Overview: The Eastern Woodland Cultures
The Eastern Woodlands cultures inhabited the regions of North America east of the Mississippi River as of 2500 BCE or earlier. Much of their artwork has been preserved through their shared tradition of burying their dead in earthen mounds along with artifacts and tools.
Northeastern Woodlands
From the 12th century onward, the Iroquois and nearby coastal tribes fashioned wampum from shells and string. "Wampum" is a Wampanoag word referring to the shells themselves, which were used primarily as currency and were highly sought as a trade good throughout the Eastern Woodlands.
Wampum jewelry
Wampum was commonly traded or used as currency by the Iroquois and nearby coastal tribes.

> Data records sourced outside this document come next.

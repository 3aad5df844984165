//! Property listings and bookmarks
//!
//! Bookmarks are toggled optimistically: [`ListingService::is_favorite`]
//! reports the new value while the request is in flight, and the old value
//! comes back, with an error notice, if the backend refuses.

use crate::error::{ServiceError, ServiceResult};
use crate::models::{PropertyPost, PropertyPostDraft, PropertyPostPage, PropertySearch};
use crate::notify::Notifier;
use crate::optimistic::ToggleSet;
use crate::searches::RecentSearches;
use homenote_client::{endpoints, ApiClient, ClientError, RequestOptions};
use std::fmt;
use std::sync::Arc;

const BOOKMARK_FAILED: &str = "Could not update the bookmark. Please try again.";

pub struct ListingService {
    client: ApiClient,
    notifier: Arc<dyn Notifier>,
    searches: RecentSearches,
    favorites: ToggleSet<u64>,
}

impl ListingService {
    #[must_use]
    pub fn new(client: ApiClient, notifier: Arc<dyn Notifier>, searches: RecentSearches) -> Self {
        Self {
            client,
            notifier,
            searches,
            favorites: ToggleSet::new(),
        }
    }

    /// Search listings; a keyword is remembered in recent searches
    pub async fn search(&self, search: &PropertySearch) -> ServiceResult<PropertyPostPage> {
        let mut options = RequestOptions::get()
            .with_query("page", search.page)
            .with_query("size", search.size);
        if let Some(keyword) = &search.keyword {
            options = options.with_query("keyword", keyword);
            self.searches.record(keyword);
        }

        let page: PropertyPostPage = self
            .client
            .request_data(endpoints::PROPERTY_POSTS, options)
            .await?;
        for post in &page.content {
            self.remember(post);
        }
        tracing::debug!(
            "Listing search returned {} of {}",
            page.content.len(),
            page.total_elements
        );
        Ok(page)
    }

    /// Fetch one listing
    pub async fn get(&self, id: u64) -> ServiceResult<PropertyPost> {
        let post: PropertyPost = self.client.get_data(&post_path(id)).await?;
        self.remember(&post);
        Ok(post)
    }

    /// Publish a listing
    ///
    /// # Errors
    /// - `ServiceError::Validation` when the title is blank
    pub async fn create(&self, draft: &PropertyPostDraft) -> ServiceResult<PropertyPost> {
        if draft.title.trim().is_empty() {
            return Err(ServiceError::Validation("title is required".to_string()));
        }
        let post: PropertyPost = self
            .client
            .post_data(endpoints::PROPERTY_POSTS, draft)
            .await?;
        tracing::info!("Published listing {}", post.id);
        Ok(post)
    }

    /// Remove a listing
    pub async fn delete(&self, id: u64) -> ServiceResult<()> {
        self.client.delete(&post_path(id)).await?;
        Ok(())
    }

    /// Local bookmark state
    #[inline]
    #[must_use]
    pub fn is_favorite(&self, id: u64) -> bool {
        self.favorites.get(id)
    }

    /// Flip the bookmark, returning the confirmed value
    ///
    /// # Errors
    /// - `ServiceError::Client` after rolling back when the backend refuses
    /// - `ServiceError::Validation` if a toggle for `id` is still pending
    pub async fn toggle_favorite(&self, id: u64) -> ServiceResult<bool> {
        self.favorites
            .toggle(id, self.notifier.as_ref(), BOOKMARK_FAILED, |favorite| {
                self.send_favorite(id, favorite)
            })
            .await
    }

    /// Recent search keywords
    #[inline]
    #[must_use]
    pub fn recent_searches(&self) -> &RecentSearches {
        &self.searches
    }

    async fn send_favorite(&self, id: u64, favorite: bool) -> Result<(), ClientError> {
        let path = format!("{}/favorites", post_path(id));
        let options = if favorite {
            RequestOptions::post()
        } else {
            RequestOptions::delete()
        };
        self.client.request_ok(&path, options).await
    }

    fn remember(&self, post: &PropertyPost) {
        if !self.favorites.is_pending(post.id) {
            self.favorites.set(post.id, post.is_favorite);
        }
    }
}

impl fmt::Debug for ListingService {
    fn fmt(&self, f: &mut fmt::Formatter<'_>) -> fmt::Result {
        f.debug_struct("ListingService")
            .field("client", &self.client)
            .field("favorites", &self.favorites)
            .finish_non_exhaustive()
    }
}

fn post_path(id: u64) -> String {
    format!("{}/{id}", endpoints::PROPERTY_POSTS)
}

Beadwork was very popular in this region, and Indigenous peoples produced barrel-shaped and discoidal shell beads, as well as perforated small whole shells. Over time, the use of more slender iron drills greatly improved the drilling of holes in small beads. Pendants carved from stone, wood, shells, and incised animal teeth—especially bear teeth—were popular and were typically shaped as animals such as birds, turtles, or fish. Bird motifs were especially common, ranging from the stylized heads of raptors to ducks, as were images of human faces, believed by the Seneca and other tribes to be protective. Pearls were historically inlaid into bear teeth and incorporated into necklaces.
Other arts from the Northeast Woodlands included wood carvings, such as False Face masks used by Iroquois people in healing rituals. Iroquois artists carved ornamental hair combs from antlers, making increasingly elaborate designs with the introduction of metal knives from Europe in the late 16th and 17th centuries. Europeans also introduced silversmithing to the northeast in the mid-17th century, and today there are several active Iroquois silversmiths.
Southeastern Woodlands
Mississippian Culture
The Mississippian culture flourished from approximately 800-1500 CE in what is now the Midwestern, Eastern, and Southeastern United States. Pottery is one of the hallmark arts of this culture, which includes the Cahokia, Natchez, Caddo, Choctaw, Muscogee Creek, Wichita, and many other southeastern peoples. One of the defining marks of Mississippian culture pottery is its use of more advanced ceramic techniques, such as the use of ground mussel shell as a tempering agent in the clay paste. Textile making (such as the common patchwork clothing worn by indigenous people) and doll-making were also common crafts.
Mississippi pottery
A human head effigy pot from the Mississippian culture, on display at the Hampson Museum State Park in Wilson.
Many artisans from this area were involved with the Southeastern Ceremonial Complex, a pan-regional and pan-linguistic religious and trade network. The majority of the information known about the Southeastern Ceremonial Complex is derived from the elaborate artworks its participants left behind, including pottery, shell gorgets and cups, stone statuaries, and copper plates. With the invasion of the Europeans and the diseases they introduced, many of the societies collapsed and ceased to practice a Mississippian lifestyle.
Cherokee shell gorget
A contemporary shell gorget carved by Bennie Pokemire (Eastern Band Cherokee)
In 1896, more than 1,000 carved and painted wooden objects—including masks, tablets, plaques, and effigies—were excavated in Key Marco, southwestern Florida. They have since been described as some of the finest prehistoric Native American art in North America. Spanish missionaries described similar masks and effigies in use by the Calusa late in the 17th century, although no examples of the Calusa objects from the historic period have survived.
Fort Ancient Culture
In addition to Mississippi culture, Fort Ancient was a Native American culture that flourished from 1000-1750 CE among a people who predominantly inhabited land along the Ohio River. Fort Ancient women used a technique known as coiling to make their pottery, in which they rolled clay into long, rounded strips. They then layered these strips one on top of another to mold the vessel, smoothing the inside of the vessel with a smooth round stone and the outside with a wooden paddle. Pottery from this period was distinguished by thinner walls than preceding Woodland pottery, and common shapes included large plain cooking jars with straps or loop handles. Fort Ancient pottery was often engraved with decorations on the rim and neck of the vessels, consisting of a series of interlocking lines, called guilloché.
Traditional dress often incorporated elaborate designs and decorations. For example, Choctaw women's dance regalia incorporated ornamental silver combs and openwork beaded collars, and Caddo women wore hourglass-shaped hair ornaments called dush-tohs.
Clay, stone, and pearl beads were fashioned and worn by the people of the Southeastern Woodlands, often decorated with bold imagery. As in the North, European contact introduced glass beads and silversmithing technology, and silver and brass armbands and gorgets became popular among Southeastern men in the 18th and 19th centuries. Sequoyah became one of the first well-known Cherokee silversmiths in the 18th and 18th centuries.